C'est cette liberté que nous voulons pour toutes les femmes, c'est celle de la vie, de la transmission, celle du bonheur, des joies et des peines liées à toute construction familiale. C'est cette liberté que nous voulons pour toutes les femmes, parce que les femmes sont d'abord des femmes avant d'être définies par leur orientation sexuelle, avant d'être des épouses ou des célibataires.

On aurait pu croire que la fraternité, la solidarité et surtout l'égalité des droits trouvent dans le domaine qui nous occupe un terrain d'exercice ; il n'en est rien. Selon certains en effet, nous, homosexuels, ne devrions pas singer la nature mais accepter sans broncher d'être mis à l'écart des projets parentaux. Nous devrions rester dans une voie sans issue familiale parce que d'autres, qui bénéficient déjà de ce droit, voudraient en plus nous le confisquer. Quelle humiliation !

On aurait pu croire que notre pays, terre des droits de l'Homme, montre à l'unisson la direction, celle de l'émancipation de la femme, celle du respect de sa condition, de sa dignité. Le droit à l'enfant n'existe pas pour les couples hétérosexuels ; il n'y a pas plus de droit à l'enfant pour les couples de femmes ou les femmes célibataires, il y a simplement une exigence, celle de leur octroyer un égal accès à une technique créative et celle de protéger les enfants dès la naissance, en reconnaissant leur deux mères.
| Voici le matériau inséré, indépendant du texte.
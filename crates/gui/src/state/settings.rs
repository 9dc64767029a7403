//! Application settings

use serde::{Deserialize, Serialize};

/// Point a whole-object rotation turns about
#[derive(Debug, Clone, Copy, PartialEq, Eq, Default, Serialize, Deserialize)]
pub enum RotationPivot {
    /// World origin (the object's local origin once transforms are baked)
    #[default]
    Origin,
    /// Center of the object's world bounding box at drag start
    BoundsCenter,
}

impl RotationPivot {
    pub fn display_name(&self) -> &'static str {
        match self {
            RotationPivot::Origin => "Origin",
            RotationPivot::BoundsCenter => "Bounds center",
        }
    }

    pub fn all() -> &'static [RotationPivot] {
        &[RotationPivot::Origin, RotationPivot::BoundsCenter]
    }
}

/// Mouse interaction tuning
#[derive(Debug, Clone, Serialize, Deserialize)]
pub struct InteractionSettings {
    /// Object rotation angle per pixel of drag (radians)
    pub rotation_speed: f32,
    /// Camera orbit angle per pixel of drag (radians)
    pub orbit_speed: f32,
    /// Pointer movement (pixels, either axis) below which a drag is ignored
    pub dead_zone: f32,
    /// Zoom factor per scroll step
    pub zoom_step: f32,
    /// Rotation pivot
    pub rotation_pivot: RotationPivot,
}

impl Default for InteractionSettings {
    fn default() -> Self {
        Self {
            rotation_speed: 0.01,
            orbit_speed: 0.007,
            dead_zone: 2.0,
            zoom_step: 1.1,
            rotation_pivot: RotationPivot::Origin,
        }
    }
}

/// Initial camera pose and projection
#[derive(Debug, Clone, Serialize, Deserialize)]
pub struct CameraSettings {
    /// Distance from the world origin
    pub distance: f32,
    /// Angle above the XY plane (radians)
    pub elevation: f32,
    /// Angle around Z from the X axis (radians)
    pub azimuth: f32,
    /// Vertical field of view (degrees)
    pub fov: f32,
    pub near: f32,
    pub far: f32,
    /// Zoom limits
    pub min_distance: f32,
    pub max_distance: f32,
}

impl Default for CameraSettings {
    fn default() -> Self {
        Self {
            distance: 5.0,
            elevation: 0.3,
            azimuth: 0.1,
            fov: 90.0,
            near: 0.5,
            far: 100.0,
            min_distance: 1.5,
            max_distance: 50.0,
        }
    }
}

/// Initial mesh
#[derive(Debug, Clone, Serialize, Deserialize)]
pub struct MeshSettings {
    /// Half extents of the starting cuboid
    pub half_extents: [f32; 3],
}

impl Default for MeshSettings {
    fn default() -> Self {
        Self {
            half_extents: [1.0, 1.0, 1.0],
        }
    }
}

/// Grid display settings (grid lies in the XY plane)
#[derive(Debug, Clone, Serialize, Deserialize)]
pub struct GridSettings {
    /// Show grid
    pub visible: bool,
    /// Grid cell size
    pub size: f32,
    /// Number of grid lines in each direction from origin
    pub range: i32,
    /// Grid line opacity (0.0 - 1.0)
    pub opacity: f32,
}

impl Default for GridSettings {
    fn default() -> Self {
        Self {
            visible: true,
            size: 0.5,
            range: 20,
            opacity: 0.6,
        }
    }
}

/// Axis display settings
#[derive(Debug, Clone, Serialize, Deserialize)]
pub struct AxisSettings {
    /// Show axes
    pub visible: bool,
    /// Axis line length
    pub length: f32,
    /// Axis line thickness
    pub thickness: f32,
    /// Show axis labels (X, Y, Z)
    pub show_labels: bool,
}

impl Default for AxisSettings {
    fn default() -> Self {
        Self {
            visible: true,
            length: 10.0,
            thickness: 3.0,
            show_labels: true,
        }
    }
}

/// Viewport settings
#[derive(Debug, Clone, Serialize, Deserialize)]
pub struct ViewportSettings {
    /// Background color RGB
    pub background_color: [u8; 3],
    /// Mesh base color RGB
    pub mesh_color: [u8; 3],
    /// Color of the face being extruded
    pub active_face_color: [u8; 3],
    /// Draw quad outlines on top of the shaded mesh
    pub show_edges: bool,
    /// Draw the local bounding box while a transform is pending
    pub show_bounds: bool,
}

impl Default for ViewportSettings {
    fn default() -> Self {
        Self {
            background_color: [0, 0, 0],
            mesh_color: [200, 200, 210],
            active_face_color: [0, 220, 255],
            show_edges: true,
            show_bounds: true,
        }
    }
}

/// All application settings
#[derive(Debug, Clone, Default, Serialize, Deserialize)]
pub struct AppSettings {
    #[serde(default)]
    pub interaction: InteractionSettings,
    #[serde(default)]
    pub camera: CameraSettings,
    #[serde(default)]
    pub mesh: MeshSettings,
    #[serde(default)]
    pub grid: GridSettings,
    #[serde(default)]
    pub axes: AxisSettings,
    #[serde(default)]
    pub viewport: ViewportSettings,
}

impl AppSettings {
    /// Load settings from file, or return default if not found
    pub fn load() -> Self {
        if let Some(dirs) = directories::ProjectDirs::from("com", "quadedit", "quadedit") {
            let config_path = dirs.config_dir().join("settings.json");
            if let Ok(json) = std::fs::read_to_string(&config_path) {
                match serde_json::from_str(&json) {
                    Ok(settings) => return settings,
                    Err(e) => tracing::warn!(
                        "Ignoring malformed settings at {}: {e}",
                        config_path.display()
                    ),
                }
            }
        }
        Self::default()
    }

    /// Save settings to file
    pub fn save(&self) {
        let Some(dirs) = directories::ProjectDirs::from("com", "quadedit", "quadedit") else {
            return;
        };
        let config_dir = dirs.config_dir();
        if let Err(e) = std::fs::create_dir_all(config_dir) {
            tracing::warn!("Failed to create config dir {}: {e}", config_dir.display());
            return;
        }
        let config_path = config_dir.join("settings.json");
        match serde_json::to_string_pretty(self) {
            Ok(json) => {
                if let Err(e) = std::fs::write(&config_path, json) {
                    tracing::warn!("Failed to write {}: {e}", config_path.display());
                }
            }
            Err(e) => tracing::warn!("Failed to serialize settings: {e}"),
        }
    }
}
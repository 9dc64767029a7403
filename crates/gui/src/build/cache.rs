//! Render data cache management

use super::{build_bounds_lines, build_edge_lines, build_mesh_data, MeshStyle};
use crate::state::mesh::QuadMesh;
use crate::viewport::mesh::{LineMeshData, MeshData};

/// Cached render data, rebuilt when the mesh version or the style changes
pub struct MeshCache {
    mesh: MeshData,
    edges: LineMeshData,
    bounds: Option<LineMeshData>,
    version: u64,
    style: Option<MeshStyle>,
    rebuild_count: u64,
}

impl Default for MeshCache {
    fn default() -> Self {
        Self::new()
    }
}

impl MeshCache {
    pub fn new() -> Self {
        Self {
            mesh: MeshData::default(),
            edges: LineMeshData::default(),
            bounds: None,
            version: u64::MAX, // force first rebuild
            style: None,
            rebuild_count: 0,
        }
    }

    /// Check if cache is still valid
    pub fn is_valid(&self, mesh_version: u64, style: &MeshStyle) -> bool {
        self.version == mesh_version && self.style.as_ref() == Some(style)
    }

    pub fn rebuild(&mut self, mesh: &QuadMesh, style: &MeshStyle) {
        self.mesh = build_mesh_data(mesh, style);
        self.edges = build_edge_lines(mesh);
        self.bounds = build_bounds_lines(mesh);
        self.version = mesh.version();
        self.style = Some(*style);
        self.rebuild_count += 1;
    }

    /// Rebuild only if the mesh changed; returns whether a rebuild happened
    pub fn refresh(&mut self, mesh: &QuadMesh, style: &MeshStyle) -> bool {
        if self.is_valid(mesh.version(), style) {
            return false;
        }
        self.rebuild(mesh, style);
        true
    }

    pub fn mesh(&self) -> &MeshData {
        &self.mesh
    }

    pub fn edges(&self) -> &LineMeshData {
        &self.edges
    }

    pub fn bounds(&self) -> Option<&LineMeshData> {
        self.bounds.as_ref()
    }

    /// Version of the mesh the cache was built from
    pub fn version(&self) -> u64 {
        self.version
    }

    /// Rebuild counter. Changes whenever the render data does, including
    /// style-only rebuilds where the mesh version stays the same.
    pub fn rebuild_count(&self) -> u64 {
        self.rebuild_count
    }
}

#[cfg(test)]
mod tests {
    use glam::{Mat4, Vec3};

    use super::*;

    #[test]
    fn test_cache_forces_first_rebuild() {
        let cache = MeshCache::new();
        assert!(!cache.is_valid(0, &MeshStyle::default()));
    }

    #[test]
    fn test_cache_follows_mesh_version() {
        let mut cache = MeshCache::new();
        let mut mesh = QuadMesh::default();
        let style = MeshStyle::default();

        assert!(cache.refresh(&mesh, &style));
        assert!(!cache.refresh(&mesh, &style));
        assert_eq!(cache.rebuild_count(), 1);

        mesh.apply_transform(Mat4::from_translation(Vec3::X));
        assert!(cache.refresh(&mesh, &style));
        assert!(cache.bounds().is_some());

        let recolored = MeshStyle {
            base: [1.0, 0.0, 0.0],
            ..style
        };
        assert!(cache.refresh(&mesh, &recolored));
        assert_eq!(cache.rebuild_count(), 3);
    }

    #[test]
    fn test_style_change_rebuilds_at_same_mesh_version() {
        let mut cache = MeshCache::new();
        let mesh = QuadMesh::default();
        let style = MeshStyle::default();
        cache.refresh(&mesh, &style);
        let generation = cache.rebuild_count();
        let version = cache.version();

        let recolored = MeshStyle {
            active_face: [0.0, 1.0, 0.0],
            ..style
        };
        assert!(cache.refresh(&mesh, &recolored));
        assert_eq!(cache.version(), version);
        assert_ne!(cache.rebuild_count(), generation);
        assert_eq!(cache.mesh().vertices.len(), 24 * 9);
    }
}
S'agissant des enfants nés par GPA et après cinq condamnations de la France par la Cour européenne des droits de l'homme (CEDH), il n'est plus question de rester dans une situation où certains enfants se voit amputer du parent d'intention sur l'état civil français parce que notre système judiciaire serait le seul au monde à choisir quel parent garder et quel parent effacer sur un acte d'état civil étranger.

En 2018, on ne peut plus trier les enfants en fonction de leur mode de conception, comme dans ces années où les enfants conçus sous la couette conjugale avaient plus de droits que ceux conçus hors mariage. Nous avons accompli le chemin permettant qu'aucun enfant n'ait à subir le jugement moral porté sur le comportement de ses parents. De même, nous devons aujourd'hui penser uniquement à l'intérêt supérieur des enfants nés à l'étranger, en leur permettant d'avoir une filiation reconnue par la France, identique à celle de leur pays de naissance.

Quand je regarde mes deux enfants jouer dans la cour de récréation avec leurs copains, je ne distingue pas ceux qui sont nés de PMA ou de GPA, ceux qui sont nés dans le mariage ou hors du mariage, ceux dont les parents sont divorcés : je ne vois que des enfants.